Centrali, per ricostruire l’intero contesto, le dichiarazioni di Vincenzo
Vinciguerra (ex militante di ON che si autoaccusò della strage di Peteano) per il quale Ordine Nuovo era un'organizzazione che al suo interno non contava solo “sinceri
camerati” ma personaggi che seguivano una “strategia dettata da centri di
potere nazionali e internazionali, collocati ai vertici dello Stato”. Questo "centro di potere" sarebbe appunto costituito dai Nuclei di difesa dello Stato (o Sid
Parallelo) che nell'area veneta facevano capo al colonnello Amos Spiazzi. Secondo l’autore di Le altre Gladio, Andreotti avrebbe abilmente dosato le
rivelazioni su Gladio proprio al fine di deviare l’attenzione da questa
organizzazione e dalle sue “malefatte”. Un’indiretta conferma proviene
dall’audizione dell’ex ministro Taviani in seduta segreta davanti alla
Commissione Stragi: “Nel periodo dello sfascio del Sifar e della confusione del
Sid (metà anni Settanta) erano stati assunti nei Servizi alcuni agenti di
complemento e parecchi confidenti.
Vennero definiti servizi paralleli e più
tardi sono stati equivocati con Gladio, mentre con essa non avevano nulla a che
fare. Dopo lo scioglimento di Ordine Nuovo (1973) questi agenti di complemento
vennero liquidati. Alcuni di essi diventarono schegge impazzite…”. Da notare
che Piero Buscaroli nelle sue Memorie rievoca una conversazione con Taviani
nella quale l’allora ministro degli Interni avrebbe assicurato al giornalista,
che all’epoca dirigeva il quotidiano Roma, di essere al corrente che i fascisti
non avevano fatto le stragi perché le stragi erano responsabilità del Viminale.

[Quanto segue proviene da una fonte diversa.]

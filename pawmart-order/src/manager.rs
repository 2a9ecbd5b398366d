use crate::models::{Order, OrderStatus};

/// Guarded state transitions for the order lifecycle:
/// `Created → PendingPayment → {Paid | Failed | Cancelled}`, with the wallet
/// channel allowed to settle `Created → Paid` directly because its debit and
/// confirmation are one synchronous unit.
#[derive(Debug, thiserror::Error)]
pub enum OrderError {
    #[error("Order not found: {0}")]
    NotFound(String),

    #[error("Invalid state transition from {from} to {to}")]
    InvalidTransition { from: String, to: String },
}

impl From<OrderError> for pawmart_core::CheckoutError {
    fn from(err: OrderError) -> Self {
        pawmart_core::CheckoutError::Validation(err.to_string())
    }
}

fn invalid(order: &Order, to: OrderStatus) -> OrderError {
    OrderError::InvalidTransition {
        from: order.status.to_string(),
        to: to.to_string(),
    }
}

/// Transition: Created → PendingPayment (settlement handed to an
/// asynchronous or manually-verified channel).
pub fn begin_payment(order: &mut Order) -> Result<(), OrderError> {
    if order.status != OrderStatus::Created {
        return Err(invalid(order, OrderStatus::PendingPayment));
    }
    order.update_status(OrderStatus::PendingPayment);
    Ok(())
}

/// Transition to Paid. Reached from PendingPayment when an asynchronous
/// channel reports completion, or directly from Created for the wallet.
pub fn mark_paid(order: &mut Order) -> Result<(), OrderError> {
    if !matches!(
        order.status,
        OrderStatus::Created | OrderStatus::PendingPayment
    ) {
        return Err(invalid(order, OrderStatus::Paid));
    }
    order.update_status(OrderStatus::Paid);
    Ok(())
}

/// Transition: PendingPayment → Failed (channel reported a terminal
/// failure). A timed-out session does NOT take this path; it stays pending
/// for reconciliation.
pub fn mark_failed(order: &mut Order) -> Result<(), OrderError> {
    if order.status != OrderStatus::PendingPayment {
        return Err(invalid(order, OrderStatus::Failed));
    }
    order.update_status(OrderStatus::Failed);
    Ok(())
}

/// Transition to Cancelled, from Created or PendingPayment.
pub fn cancel(order: &mut Order) -> Result<(), OrderError> {
    if !matches!(
        order.status,
        OrderStatus::Created | OrderStatus::PendingPayment
    ) {
        return Err(invalid(order, OrderStatus::Cancelled));
    }
    order.update_status(OrderStatus::Cancelled);
    Ok(())
}

#[cfg(test)]
mod tests {
    use super::*;
    use crate::models::{CustomerInfo, PaymentMethod};
    use pawmart_pricing::engine::PricingResult;
    use pawmart_shared::pii::Masked;

    fn order(method: PaymentMethod) -> Order {
        let pricing = PricingResult {
            subtotal_cents: 5_000,
            coupon_discount_cents: 0,
            membership_discount_cents: 0,
            shipping_fee_cents: 1_000,
            shipping_waiver: None,
            total_cents: 6_000,
        };
        Order::new(
            CustomerInfo {
                user_id: "u1".to_string(),
                name: "Sam".to_string(),
                email: Masked("sam@example.com".to_string()),
                shipping_address: "1 Bark Lane".to_string(),
            },
            vec![],
            &pricing,
            None,
            None,
            None,
            method,
        )
    }

    #[test]
    fn gateway_lifecycle() {
        let mut order = order(PaymentMethod::CardGateway);
        begin_payment(&mut order).unwrap();
        assert_eq!(order.status, OrderStatus::PendingPayment);
        mark_paid(&mut order).unwrap();
        assert_eq!(order.status, OrderStatus::Paid);
    }

    #[test]
    fn wallet_settles_directly_from_created() {
        let mut order = order(PaymentMethod::Wallet);
        mark_paid(&mut order).unwrap();
        assert_eq!(order.status, OrderStatus::Paid);
    }

    #[test]
    fn paid_is_terminal() {
        let mut order = order(PaymentMethod::CardGateway);
        begin_payment(&mut order).unwrap();
        mark_paid(&mut order).unwrap();

        assert!(mark_failed(&mut order).is_err());
        assert!(cancel(&mut order).is_err());
        assert!(begin_payment(&mut order).is_err());
    }

    #[test]
    fn failed_requires_pending() {
        let mut order = order(PaymentMethod::CardGateway);
        let err = mark_failed(&mut order).unwrap_err();
        assert!(matches!(err, OrderError::InvalidTransition { .. }));
    }
}
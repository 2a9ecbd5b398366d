use crate::finance::FinancialManager;
use crate::models::{OrderChange, OrderStatus};
use crate::poller::SessionPoller;
use crate::repository::OrderLedger;
use chrono::{Duration, Utc};
use pawmart_core::CheckoutResult;
use std::sync::Arc;
use tracing::{info, warn};
use uuid::Uuid;

/// What one sweep did.
#[derive(Debug, Default, Clone, PartialEq, Eq)]
pub struct ReconciliationReport {
    pub settled: usize,
    pub flagged: usize,
    pub invoices_recovered: usize,
}

/// Periodic recovery path for orders the happy path left behind: gateway
/// orders stuck in PendingPayment past the poll timeout, and Paid orders
/// whose invoice insert failed.
///
/// A stuck order is never auto-failed. The sweep re-fetches its session once
/// per pass; a terminal status settles it normally, anything else flags the
/// order for back-office review. Manual-channel orders are skipped; their
/// verification is out of band and has no deadline.
pub struct ReconciliationSweep {
    ledger: Arc<dyn OrderLedger>,
    poller: Arc<SessionPoller>,
    finance: FinancialManager,
    pending_cutoff: Duration,
}

impl ReconciliationSweep {
    pub fn new(
        ledger: Arc<dyn OrderLedger>,
        poller: Arc<SessionPoller>,
        pending_cutoff: Duration,
    ) -> Self {
        Self {
            finance: FinancialManager::new(Arc::clone(&ledger)),
            ledger,
            poller,
            pending_cutoff,
        }
    }

    pub async fn run(&self) -> CheckoutResult<ReconciliationReport> {
        let mut report = ReconciliationReport::default();
        let cutoff = Utc::now() - self.pending_cutoff;

        for order in self.ledger.list_pending_before(cutoff).await? {
            if order.awaiting_verification() {
                continue;
            }

            let Some(gateway_ref) = order.gateway_ref.clone() else {
                self.flag(order.id, "pending past timeout with no gateway session")
                    .await?;
                report.flagged += 1;
                continue;
            };

            match self.poller.reconcile_once(order.id, &gateway_ref).await {
                Ok(true) => report.settled += 1,
                Ok(false) => {
                    self.flag(order.id, "gateway session still pending past timeout")
                        .await?;
                    report.flagged += 1;
                }
                Err(err) => {
                    warn!(order_id = %order.id, %err, "reconciliation fetch failed");
                    self.flag(order.id, "gateway session unreachable during sweep")
                        .await?;
                    report.flagged += 1;
                }
            }
        }

        for order in self.ledger.list_paid_missing_invoice().await? {
            self.finance.finalize(&order).await?;
            info!(order_id = %order.id, "recovered missing invoice");
            report.invoices_recovered += 1;
        }

        Ok(report)
    }

    async fn flag(&self, order_id: Uuid, note: &str) -> CheckoutResult<()> {
        warn!(order_id = %order_id, note, "order flagged for back-office review");
        self.ledger
            .add_order_change(&OrderChange::transition(
                order_id,
                "RECONCILIATION_FLAGGED",
                OrderStatus::PendingPayment,
                OrderStatus::PendingPayment,
                "SYSTEM",
                Some(note.to_string()),
            ))
            .await
    }
}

Tuttavia Pacini documenta bene come, al di là dell’utilizzo di schegge
impazzite per azioni terroristiche che avevano come finalità la stabilizzazione
dell’assetto politico vigente, circolasse negli ambienti della destra (basti
pensare al convegno dell’Istituto Pollio all’hotel Parco dei Principi nel 1965 e alle successive iniziative in
linea con quel convegno) la tentazione di favorire un blocco d’ordine con i
militari in funzione anticomunista: una forma di patriottismo estremista che
non teneva conto o sorvolava sul suo essere conforme ai desiderata della Cia e
della Nato e dunque funzionale al mantenimento di una sovranità limitata
dell’Italia. Una tentazione che ha finito con il distruggere completamente le aspirazioni
sociali e popolari che pure erano presenti nel primo Msi e che hanno
cooperato a mantenere i postfascisti nell’area ghettizzante della destra
conservatrice. Di sicuro il contesto della guerra fredda giustificava questi
ragionamenti e non consentiva forse operazioni politiche più “ardite”. Ma è
bene favorire una rilettura ragionata di quella fase per evitare inutili,
agiografiche ricostruzioni della destra politica negli anni Settanta, una storia
che ci rimanda episodi di attivismo generoso, di eroica sopravvivenza
all’accerchiamento “nemico” ma anche fasi di grande ambiguità sulle quali non è
stata fatta fino in fondo chiarezza, proprio mentre giovani vite di ragazzi
innocenti venivano spente dall’odio antifascista alimentato dalla certezza che
dietro le stragi c’erano le mani dei “neri”.